[Collected data entries]
__________________________________________________

//! cascade-db - Warehouse access layer for Cascade
//!
//! Defines the driver contract any warehouse backend must satisfy, a bounded
//! connection pool with session-variable policy, a retrying client, a mock
//! driver for tests, and the Snowflake driver seam.

pub mod client;
pub mod error;
pub mod mock;
pub mod pool;
pub mod retry;
pub mod snowflake;
pub mod traits;

pub use client::WarehouseClient;
pub use error::{DbError, DbErrorKind, DbResult};
pub use mock::{MockBehaviour, MockDriver};
pub use pool::{DriverPool, PoolConfig, PooledConnection};
pub use retry::RetryPolicy;
pub use snowflake::SnowflakeDriver;
pub use traits::{Connection, ConnectionConfig, Driver, QueryOutput};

__________________________________________________

Problem to work on: Where the line containing "pub use snowflake::SnowflakeDriver;" appears, start copying, and go on exactly through the last line of the data.

Answer space:
pub use snowflake::SnowflakeDriver;
pub use traits::{Connection, ConnectionConfig, Driver, QueryOutput};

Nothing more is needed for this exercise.